Observed Pass -> Confirmed Pass Model

I used the chain of inference idea to apply to a "test pass":

Elements in the Model

Reported Pass. This is one piece of information on the road to making a decision about the test. It could be the output of an automated suite, or a scripted result.

Product Consistency. Think: What product are you testing and on what level? This influences how much you will know about the product (or feature, or component, etc). Which features or services are blocked or available? Third-party products in the build - are their versions correct? Is any part of the system or product being simulated or emulated, and how does this reflect what you know about the product? What provisioned data is being used, and does that affect what you know about the product? What risk picture do you have of the product, and has the test information changed that?

Test Consistency. Think: Have my test framework or harness changed, and does this affect what I know about the product? Has the product changed in a way that may affect the testing I do? Has there been any change in typical user behavior, and if so, does this affect the information you think you're getting from the test (test observations). Is any behavior simulated, or not known, in the test?

Confirmed Pass. Think: Taking into account the test observations, the information about the product and test consistency can the result be deemed to be "good enough"? If not, is more information needed - maybe testing with different data, behavior or product components? (Note, "good enough" here means that the information from the test is sufficient - the test/s with the data, format, components and environment. It is not a template for an absolute guide (oracle) to a future "pass" - that would be falling for the representation error…)

Representation Error. A short cut in the evaluation of the result is made, specifically excluding information about product or test consistency. Think: This is equivalent to telling only a partial story about the product or testing.

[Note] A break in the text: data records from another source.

//! HTTP plumbing shared by the Bedrock-style adapters.
//!
//! Both the generative client and the remote embedder talk to a
//! `bedrock-runtime` compatible endpoint with bearer-token authentication.

mod converse;

pub use converse::ConverseClient;

use std::time::Duration;

use serde::Deserialize;

/// Default runtime endpoint.
pub const DEFAULT_ENDPOINT: &str = "https://bedrock-runtime.us-east-1.amazonaws.com";

/// Connection settings for a `bedrock-runtime` compatible endpoint.
#[derive(Debug, Clone)]
pub struct EndpointConfig {
    pub base_url: String,
    pub bearer_token: Option<String>,
    pub timeout: Duration,
}

impl EndpointConfig {
    pub fn new(
        base_url: impl Into<String>,
        bearer_token: Option<String>,
        timeout: Duration,
    ) -> Self {
        Self {
            base_url: base_url.into().trim_end_matches('/').to_string(),
            bearer_token: bearer_token.filter(|token| !token.trim().is_empty()),
            timeout,
        }
    }

    /// `{base}/model/{model_id}/{action}` with the model id path-encoded,
    /// since ARNs and inference-profile ids contain `:` and `/`.
    pub fn model_url(&self, model_id: &str, action: &str) -> String {
        format!(
            "{}/model/{}/{}",
            self.base_url,
            urlencoding::encode(model_id),
            action
        )
    }

    pub fn agent(&self) -> ureq::Agent {
        ureq::AgentBuilder::new().timeout(self.timeout).build()
    }

    pub fn post(&self, agent: &ureq::Agent, url: &str) -> ureq::Request {
        let request = agent
            .post(url)
            .set("Content-Type", "application/json")
            .set("Accept", "application/json");
        match &self.bearer_token {
            Some(token) => request.set("Authorization", &format!("Bearer {token}")),
            None => request,
        }
    }
}

/// Error body returned by the runtime API.
#[derive(Debug, Deserialize)]
struct ErrorResponse {
    #[serde(alias = "Message")]
    message: String,
}

/// Flatten a ureq error into a readable description.
pub fn describe_http_error(error: ureq::Error) -> String {
    match error {
        ureq::Error::Status(code, response) => match response.into_json::<ErrorResponse>() {
            Ok(body) => format!("HTTP {code}: {}", body.message),
            Err(_) => format!("HTTP error: {code}"),
        },
        ureq::Error::Transport(transport) => format!("transport error: {transport}"),
    }
}
//! Tool-calling conversation loop.
//!
//! ```text
//!            reply without tool requests
//!   AwaitingModelTurn ─────────────────────────▶ Terminated(Answered)
//!        │  ▲       reply with tool requests at the round cap
//!        │  │      ─────────────────────────────▶ Terminated(IterationCap)
//!  tools │  │ results appended
//!        ▼  │
//!   DispatchingTools
//! ```

use std::sync::Arc;

use serde::Serialize;
use tracing::{debug, info, warn};

use super::dispatcher::ToolDispatcher;
use super::ports::{ConverseRequest, GenerativeModel, InferenceConfig, ToolChoice};
use super::tools::ToolKind;
use crate::domain::{Conversation, DomainError, Query};

pub const DEFAULT_MAX_ROUNDS: usize = 10;

const LOOP_SYSTEM_PROMPT: &str = "You are an assistant for the complaints team of a corporate \
bank. Answer questions about customer complaints using the tools provided. First call \
identify_complaints_filters with the user's query, then pass its output as filter_terms to \
get_complaints_data. If the user wants insights or a summary, call generate_response with the \
retrieved context; otherwise present the retrieved complaints directly. If a tool reports an \
error, decide whether to retry with different input or explain the problem. Never invent \
complaints that were not retrieved.";

#[derive(Debug, Clone)]
pub struct LoopConfig {
    /// Ceiling on service calls per conversation.
    pub max_rounds: usize,
    pub inference: InferenceConfig,
}

impl Default for LoopConfig {
    fn default() -> Self {
        Self {
            max_rounds: DEFAULT_MAX_ROUNDS,
            inference: InferenceConfig::default(),
        }
    }
}

impl LoopConfig {
    pub fn new(max_rounds: usize, inference: InferenceConfig) -> Self {
        Self {
            max_rounds: max_rounds.max(1),
            inference,
        }
    }
}

#[derive(Debug, Clone, Copy, PartialEq, Eq, Serialize)]
#[serde(rename_all = "snake_case")]
pub enum Termination {
    /// The service replied without requesting tools.
    Answered,
    /// The round cap was hit while tools were still being requested.
    IterationCap,
}

#[derive(Debug, Clone, Copy, PartialEq, Eq)]
enum LoopState {
    AwaitingModelTurn,
    DispatchingTools,
    Terminated(Termination),
}

#[derive(Debug, Clone)]
pub struct LoopOutcome {
    pub conversation: Conversation,
    pub rounds: usize,
    pub termination: Termination,
}

impl LoopOutcome {
    pub fn is_complete(&self) -> bool {
        self.termination == Termination::Answered
    }

    /// Text of the last assistant turn. For an incomplete conversation this
    /// is whatever the service said before it was cut off, if anything.
    pub fn last_text(&self) -> Option<String> {
        self.conversation
            .last_assistant()
            .and_then(|message| message.text())
    }
}

pub struct Orchestrator {
    model: Arc<dyn GenerativeModel>,
    config: LoopConfig,
}

impl Orchestrator {
    pub fn new(model: Arc<dyn GenerativeModel>, config: LoopConfig) -> Self {
        Self { model, config }
    }

    pub fn config(&self) -> &LoopConfig {
        &self.config
    }

    /// Drives one conversation to termination. Tool failures are fed back to
    /// the service; only a failed service call aborts the loop.
    pub fn run(
        &self,
        query: &Query,
        dispatcher: &ToolDispatcher<'_>,
    ) -> Result<LoopOutcome, DomainError> {
        let mut conversation = Conversation::seeded(query.as_str());
        let mut rounds = 0usize;
        let mut state = LoopState::AwaitingModelTurn;

        loop {
            state = match state {
                LoopState::AwaitingModelTurn => {
                    let request = ConverseRequest::new(
                        LOOP_SYSTEM_PROMPT,
                        conversation.messages().to_vec(),
                        self.config.inference,
                    )
                    .with_tools(ToolKind::menu(), ToolChoice::Auto);

                    let reply = self.model.converse(&request)?;
                    rounds += 1;
                    let wants_tools = reply.requests_tools();
                    debug!(
                        target: "complaint_rag::loop",
                        round = rounds,
                        tool_requests = reply.tool_uses().count(),
                        "service replied"
                    );
                    conversation.push(reply);

                    if !wants_tools {
                        LoopState::Terminated(Termination::Answered)
                    } else if rounds >= self.config.max_rounds {
                        warn!(
                            target: "complaint_rag::loop",
                            rounds,
                            "hit round limit with tool requests pending"
                        );
                        LoopState::Terminated(Termination::IterationCap)
                    } else {
                        LoopState::DispatchingTools
                    }
                }
                LoopState::DispatchingTools => {
                    let results = conversation
                        .last_assistant()
                        .and_then(|reply| dispatcher.dispatch_turn(reply));
                    if let Some(turn) = results {
                        conversation.push(turn);
                    }
                    LoopState::AwaitingModelTurn
                }
                LoopState::Terminated(termination) => {
                    info!(
                        target: "complaint_rag::loop",
                        rounds,
                        turns = conversation.len(),
                        ?termination,
                        "conversation finished"
                    );
                    return Ok(LoopOutcome {
                        conversation,
                        rounds,
                        termination,
                    });
                }
            };
        }
    }
}
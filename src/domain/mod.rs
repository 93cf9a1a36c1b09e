//! Domain layer: complaint documents, filters and conversation turns.

pub mod conversation;
pub mod errors;
pub mod filter;
pub mod models;

pub use conversation::{
    ContentBlock, Conversation, Message, Role, ToolResultBlock, ToolResultContent,
    ToolResultStatus, ToolUseBlock,
};
pub use errors::DomainError;
pub use filter::{Comparison, FieldConstraint, FilterField, MetadataFilter};
pub use models::{
    ComplaintEmbedding, ComplaintRecord, Document, Query, ResultBound, COMPLAINT_TEXT_FIELD,
    DEFAULT_RESULT_BOUND, MAX_QUERY_CHARS,
};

Lucid Fallacy. Ref [2]. This is the simplification of the decision analysis (about the reported pass) to "a pass, is a pass, is a pass". Think: An automated suite, or a script, that produces a pass - that's a pass right? The assumption that an observed "pass" is a real "pass" is a simplification of the judgement about whether a test result might be good enough or not.

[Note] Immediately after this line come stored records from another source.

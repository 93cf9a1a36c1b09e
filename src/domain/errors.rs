use thiserror::Error;

/// Domain-level errors shared across application components.
#[derive(Debug, Error)]
pub enum DomainError {
    /// The incoming payload missed a required field or violated invariants.
    #[error("validation error: {0}")]
    Validation(String),

    /// Input exceeded guard rails such as maximum length or count.
    #[error("limit exceeded: {0}")]
    LimitExceeded(String),

    /// Catch-all for storage-related failures we don't want to leak directly.
    #[error("storage failure: {0}")]
    Storage(String),

    /// Vector store incompatibility (e.g., dimension mismatch) or embedder failure.
    #[error("embedding failure: {0}")]
    Embedding(String),

    /// The generative service was unreachable or replied with something unusable.
    #[error("generation failure: {0}")]
    Generation(String),

    /// Any other unexpected failure.
    #[error("unexpected error: {0}")]
    Other(String),
}

impl DomainError {
    pub fn validation(msg: impl Into<String>) -> Self {
        Self::Validation(msg.into())
    }

    pub fn limit(msg: impl Into<String>) -> Self {
        Self::LimitExceeded(msg.into())
    }

    pub fn storage(msg: impl Into<String>) -> Self {
        Self::Storage(msg.into())
    }

    pub fn embedding(msg: impl Into<String>) -> Self {
        Self::Embedding(msg.into())
    }

    pub fn generation(msg: impl Into<String>) -> Self {
        Self::Generation(msg.into())
    }

    pub fn other(msg: impl Into<String>) -> Self {
        Self::Other(msg.into())
    }

    /// Caller mistakes, as opposed to failures of a collaborator.
    pub fn is_validation(&self) -> bool {
        matches!(self, Self::Validation(_) | Self::LimitExceeded(_))
    }
}
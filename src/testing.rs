//! Shared fixtures for unit tests: a scripted generative model and a small
//! seeded complaint index.

use std::collections::VecDeque;
use std::sync::Arc;

use parking_lot::Mutex;
use serde_json::Value;

use crate::application::services::{
    AnswerGenerator, ContextAssembler, ConverseRequest, EmbeddingEngine, FilterExtractor,
    GenerativeModel, InferenceConfig, Retriever, ToolDispatcher,
};
use crate::domain::{
    ComplaintEmbedding, ComplaintRecord, ContentBlock, Document, DomainError, Message,
    ToolUseBlock,
};
use crate::infrastructure::embeddings::simple_engine::DEFAULT_SIMPLE_MODEL;
use crate::infrastructure::{SimpleEmbedEngine, SledVectorStore};

/// Replays canned replies in order and records every request it receives.
pub struct ScriptedModel {
    replies: Mutex<VecDeque<Result<Message, DomainError>>>,
    requests: Mutex<Vec<ConverseRequest>>,
}

impl ScriptedModel {
    pub fn new(replies: Vec<Result<Message, DomainError>>) -> Self {
        Self {
            replies: Mutex::new(replies.into()),
            requests: Mutex::new(Vec::new()),
        }
    }

    pub fn calls(&self) -> usize {
        self.requests.lock().len()
    }

    pub fn request(&self, index: usize) -> ConverseRequest {
        self.requests.lock()[index].clone()
    }
}

impl GenerativeModel for ScriptedModel {
    fn converse(&self, request: &ConverseRequest) -> Result<Message, DomainError> {
        self.requests.lock().push(request.clone());
        self.replies
            .lock()
            .pop_front()
            .unwrap_or_else(|| Err(DomainError::generation("script exhausted")))
    }
}

pub const SEED_COMPLAINTS: &[(&str, &str, &str, &str)] = &[
    ("Acme Corp", "MC", "2024-01-12", "Card payment refused at the terminal twice."),
    ("Globex", "MC", "2024-03-05", "Monthly account fees charged twice in March."),
    ("Initech", "LC", "2024-02-20", "Wire transfer delayed by five business days."),
    ("Acme Corp", "ICB", "2024-04-18", "Relationship manager never returned calls."),
    ("Umbrella", "MC", "2024-07-01", "Payment delays on supplier invoices."),
    ("Globex", "LC", "2024-07-22", "Online banking locked after password reset."),
    ("Hooli", "ICB", "2024-08-09", "FX rate applied differs from the quoted rate."),
    ("Initech", "MC", "2024-09-14", "Card payment refused abroad without notice."),
    ("Stark Industries", "LC", "2024-05-30", "Overdraft fees applied despite agreement."),
    ("Wayne Enterprises", "ICB", "2024-10-02", "Statement missing several transactions."),
    ("Umbrella", "LC", "2024-11-19", "Payment delays on payroll batch."),
    ("Hooli", "MC", "2024-06-15", "Loan documents requested three times."),
];

/// Temporary index holding [`SEED_COMPLAINTS`] embedded with the default
/// hash engine.
pub fn seed_store() -> Arc<SledVectorStore> {
    let store = SledVectorStore::temporary().unwrap();
    let engine = SimpleEmbedEngine::default();

    for (client, region, date, text) in SEED_COMPLAINTS {
        let document = Document::new(
            *text,
            [
                ("client_name", *client),
                ("client_region", *region),
                ("complaint_date", *date),
            ],
        );
        let vector = engine.embed(DEFAULT_SIMPLE_MODEL, text).unwrap();
        store
            .append(&ComplaintRecord::new(
                document,
                ComplaintEmbedding::new(DEFAULT_SIMPLE_MODEL, vector),
            ))
            .unwrap();
    }

    Arc::new(store)
}

pub fn tool_use(id: &str, name: &str, input: Value) -> ContentBlock {
    ContentBlock::ToolUse(ToolUseBlock {
        tool_use_id: id.to_string(),
        name: name.to_string(),
        input,
    })
}

/// Every tool collaborator wired against the seeded index and one model.
pub struct Pipeline {
    pub store: Arc<SledVectorStore>,
    pub extractor: FilterExtractor,
    pub retriever: Retriever,
    pub assembler: ContextAssembler,
    pub generator: AnswerGenerator,
}

impl Pipeline {
    pub fn dispatcher(&self) -> ToolDispatcher<'_> {
        ToolDispatcher::new(
            &self.extractor,
            &self.retriever,
            &self.assembler,
            &self.generator,
        )
    }
}

pub fn pipeline(model: Arc<ScriptedModel>) -> Pipeline {
    let store = seed_store();
    let inference = InferenceConfig::default();

    Pipeline {
        retriever: Retriever::new(
            Arc::new(SimpleEmbedEngine::default()),
            store.clone(),
            DEFAULT_SIMPLE_MODEL,
            1_000,
        ),
        extractor: FilterExtractor::new(model.clone(), inference),
        generator: AnswerGenerator::new(model, inference),
        assembler: ContextAssembler::new(),
        store,
    }
}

Proxy Stakeholder Trap. Think: "Pass? That means the product is ok (to deliver, release, ship), right?" It is quite fine for a stakeholder to set their own "gate" about how to use a "pass". The trap here is for the tester who makes the jump and says, "the pass means the product is ok to…" - this is the trap of reading too much into the observation/s and transforming into a proxy stakeholder (whether by desire or accident).

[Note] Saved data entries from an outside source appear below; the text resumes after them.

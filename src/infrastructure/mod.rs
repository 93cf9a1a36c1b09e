//! Infrastructure layer wiring concrete adapters (embeddings, storage, service clients).

pub mod embeddings;
pub mod http_client;
pub mod storage;

pub use embeddings::BedrockEmbedEngine;
#[cfg(feature = "fastembed-engine")]
pub use embeddings::FastEmbedEngine;
pub use embeddings::SimpleEmbedEngine;
pub use http_client::{ConverseClient, EndpointConfig, DEFAULT_ENDPOINT};
pub use storage::SledVectorStore;
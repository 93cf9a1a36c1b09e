use serde::{Deserialize, Serialize};
use serde_json::Value;

use crate::domain::{ComplaintEmbedding, Document, DomainError, Message, MetadataFilter};

/// Abstraction over any embedding engine (hash, Bedrock, FastEmbed, ...).
pub trait EmbeddingEngine: Send + Sync {
    fn embed(&self, model: &str, text: &str) -> Result<Vec<f32>, DomainError>;

    fn dims(&self, _model: &str) -> Option<usize> {
        None
    }
}

/// Read side of the pre-built complaint index.
pub trait VectorStore: Send + Sync {
    /// Ranked by descending similarity; equal scores keep index insertion order.
    fn search(
        &self,
        embedding: &ComplaintEmbedding,
        filter: Option<&MetadataFilter>,
        limit: usize,
    ) -> Result<Vec<(Document, f32)>, DomainError>;

    fn len(&self) -> Result<usize, DomainError>;

    fn is_empty(&self) -> Result<bool, DomainError> {
        Ok(self.len()? == 0)
    }

    fn ping(&self) -> Result<(), DomainError>;
}

/// Sampling knobs forwarded with every service call.
#[derive(Debug, Clone, Copy, PartialEq, Serialize, Deserialize)]
#[serde(rename_all = "camelCase")]
pub struct InferenceConfig {
    pub max_tokens: u32,
    pub temperature: f32,
}

impl Default for InferenceConfig {
    fn default() -> Self {
        Self {
            max_tokens: 2000,
            temperature: 0.1,
        }
    }
}

/// Tool declaration offered to the service.
#[derive(Debug, Clone, PartialEq, Serialize)]
pub struct ToolSpec {
    pub name: String,
    pub description: String,
    pub input_schema: Value,
}

#[derive(Debug, Clone, PartialEq, Eq)]
pub enum ToolChoice {
    /// The service decides whether to call a tool.
    Auto,
    /// The service must call the named tool.
    Tool(String),
}

/// One round-trip request to the generative service.
#[derive(Debug, Clone)]
pub struct ConverseRequest {
    pub system: String,
    pub messages: Vec<Message>,
    pub inference: InferenceConfig,
    pub tools: Vec<ToolSpec>,
    pub tool_choice: Option<ToolChoice>,
}

impl ConverseRequest {
    pub fn new(
        system: impl Into<String>,
        messages: Vec<Message>,
        inference: InferenceConfig,
    ) -> Self {
        Self {
            system: system.into(),
            messages,
            inference,
            tools: Vec::new(),
            tool_choice: None,
        }
    }

    pub fn with_tools(mut self, tools: Vec<ToolSpec>, choice: ToolChoice) -> Self {
        self.tools = tools;
        self.tool_choice = Some(choice);
        self
    }
}

/// Request/response boundary to the language-generation service.
pub trait GenerativeModel: Send + Sync {
    /// Returns the assistant turn produced for `request`.
    fn converse(&self, request: &ConverseRequest) -> Result<Message, DomainError>;
}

This model helps visualize some significant ideas.

A reported pass is not the same as a confirmed pass
The labelled lines show traps in thinking about a test - shortcuts in thinking that may be fallible.
There is no direct/immediate link between a test being "OK" and a product being "OK"
Observing an automated/scripted "pass" implies that there needs to be a "decision or judgement" about a "pass" - to decide whether it is good enough or not.

Q: Are all reported passes confirmed in your environment?

Test Observation -> Test Result Model

The above model can be used as a basis for thinking about the chain of inference in test results, reports and extending this thinking to exploratory approaches.

Elements in the Model

Test Observations. These are the notes, videos, memories or log files made during the testing of the product. They may cover the product, the test environment, the test data used, the procedures and routines applied, feelings about the product and the testing, anomalies and questions.

Product Elements. Think: Putting the components of the product into perspective. This is the product lens (view or frame, ref [3]) of the test observations. Are the test observations consistent with the product needs / mission / objectives?

Testing Elements. Think: The parts of the testing story come together - this is the test lens (frame) on the test observations. Are the test observations consistent with any of the models of test coverage? Do they raise new questions to investigate? Are there parts that can't be tested, or tested in the

Project Elements. The aims of the project should ultimately align with those of the product, but it is not always the case. Therefore, the project lens (frame) needs to be applied to the test observations. Are they consistent with the immediate needs of the project?

Test Results. Think: Pulling the test observations together - both raw and with the perspectives of the project, product and testing elements - compiling and reflecting on these. Is there consensus on the results and their meaning or implication? Has the silent evidence, ref [4], been highlighted? What has been learnt? Are the results to be presented in a way tailored for the receivers?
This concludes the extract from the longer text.